What is required:
Only the lines from the first line of the records through the line containing "2 if pattern.len()" belong in the answer. Copy them exactly.

Records supplied:
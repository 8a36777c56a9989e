//! `LIKE` pattern matching.
//!
//! `%` matches any run of characters, `_` matches exactly one, and `\` makes
//! the next character literal. Matching is case-sensitive and anchored at both
//! ends.

use once_cell::sync::Lazy;
use parking_lot::Mutex;
use regex::Regex;
use std::collections::HashMap;
use std::sync::Arc;

const CACHE_CAPACITY: usize = 256;

static COMPILED: Lazy<Mutex<HashMap<String, Arc<Regex>>>> =
    Lazy::new(|| Mutex::new(HashMap::new()));

/// Returns true if `text` matches the `LIKE` pattern.
///
/// # Errors
///
/// Returns the regex error if the translated pattern cannot be compiled.
pub fn like(text: &str, pattern: &str) -> Result<bool, regex::Error> {
    if let Some(matched) = fast_path(text, pattern) {
        return Ok(matched);
    }
    Ok(compiled(pattern)?.is_match(text))
}

fn fast_path(text: &str, pattern: &str) -> Option<bool> {
    if pattern.contains('\\') || pattern.contains('_') {
        return None;
    }
    match pattern.matches('%').count() {
        0 => Some(text == pattern),
        1 if pattern.ends_with('%') => Some(text.starts_with(&pattern[..pattern.len() - 1])),
        1 if pattern.starts_with('%') => Some(text.ends_with(&pattern[1..])),
        2 if pattern.len() >= 2 && pattern.starts_with('%') && pattern.ends_with('%') => {
            Some(text.contains(&pattern[1..pattern.len() - 1]))
        }
        _ => None,
    }
}

fn compiled(pattern: &str) -> Result<Arc<Regex>, regex::Error> {
    let mut cache = COMPILED.lock();
    if let Some(regex) = cache.get(pattern) {
        return Ok(Arc::clone(regex));
    }
    let regex = Arc::new(Regex::new(&to_regex(pattern))?);
    if cache.len() >= CACHE_CAPACITY {
        cache.clear();
    }
    cache.insert(pattern.to_string(), Arc::clone(&regex));
    Ok(regex)
}

fn to_regex(pattern: &str) -> String {
    let mut out = String::with_capacity(pattern.len() + 8);
    out.push_str("(?s)^");
    let mut chars = pattern.chars();
    let mut buf = [0u8; 4];
    while let Some(c) = chars.next() {
        match c {
            '%' => out.push_str(".*"),
            '_' => out.push('.'),
            '\\' => match chars.next() {
                Some(escaped) => out.push_str(&regex::escape(escaped.encode_utf8(&mut buf))),
                None => out.push_str(r"\\"),
            },
            other => out.push_str(&regex::escape(other.encode_utf8(&mut buf))),
        }
    }
    out.push('$');
    out
}

#[cfg(test)]
mod tests {
    use super::*;
    use proptest::prelude::*;

    #[test]
    fn wildcards() {
        assert!(like("SO-2024-001", "SO%").unwrap());
        assert!(like("SO-2024-001", "%001").unwrap());
        assert!(like("SO-2024-001", "%2024%").unwrap());
        assert!(like("SO-2024-001", "SO-____-001").unwrap());
        assert!(!like("SO-2024-001", "SO-___-001").unwrap());
        assert!(like("anything", "%").unwrap());
    }

    #[test]
    fn exact_match_without_wildcards() {
        assert!(like("abc", "abc").unwrap());
        assert!(!like("abcd", "abc").unwrap());
    }

    #[test]
    fn escapes_make_wildcards_literal() {
        assert!(like("50%", r"50\%").unwrap());
        assert!(!like("500", r"50\%").unwrap());
        assert!(like("a_b", r"%a\_b%").unwrap());
        assert!(!like("axb", r"%a\_b%").unwrap());
    }

    #[test]
    fn regex_metacharacters_are_literal() {
        assert!(like("a.b(c)", "a.b(c)").unwrap());
        assert!(like("x[1]+y", "%[1]+%").unwrap());
        assert!(!like("axb", "a.b").unwrap());
    }

    proptest! {
        #[test]
        fn fast_path_agrees_with_regex(text in "[ab%]{0,6}", pattern in "[ab%]{0,5}") {
            if let Some(fast) = fast_path(&text, &pattern) {
                prop_assert_eq!(fast, compiled(&pattern).unwrap().is_match(&text));
            }
        }

        #[test]
        fn escaped_text_matches_itself(text in "[a-z%_.]{0,8}") {
            let escaped: String = text
                .chars()
                .flat_map(|c| match c {
                    '%' | '_' => vec!['\\', c],
                    other => vec![other],
                })
                .collect();
            prop_assert!(like(&text, &escaped).unwrap());
        }
    }
}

Solution:
repository 8a36777c56a9989e
//! `LIKE` pattern matching.
//!
//! `%` matches any run of characters, `_` matches exactly one, and `\` makes
//! the next character literal. Matching is case-sensitive and anchored at both
//! ends.

use once_cell::sync::Lazy;
use parking_lot::Mutex;
use regex::Regex;
use std::collections::HashMap;
use std::sync::Arc;

const CACHE_CAPACITY: usize = 256;

static COMPILED: Lazy<Mutex<HashMap<String, Arc<Regex>>>> =
    Lazy::new(|| Mutex::new(HashMap::new()));

/// Returns true if `text` matches the `LIKE` pattern.
///
/// # Errors
///
/// Returns the regex error if the translated pattern cannot be compiled.
pub fn like(text: &str, pattern: &str) -> Result<bool, regex::Error> {
    if let Some(matched) = fast_path(text, pattern) {
        return Ok(matched);
    }
    Ok(compiled(pattern)?.is_match(text))
}

fn fast_path(text: &str, pattern: &str) -> Option<bool> {
    if pattern.contains('\\') || pattern.contains('_') {
        return None;
    }
    match pattern.matches('%').count() {
        0 => Some(text == pattern),
        1 if pattern.ends_with('%') => Some(text.starts_with(&pattern[..pattern.len() - 1])),
        1 if pattern.starts_with('%') => Some(text.ends_with(&pattern[1..])),
        2 if pattern.len() >= 2 && pattern.starts_with('%') && pattern.ends_with('%') => {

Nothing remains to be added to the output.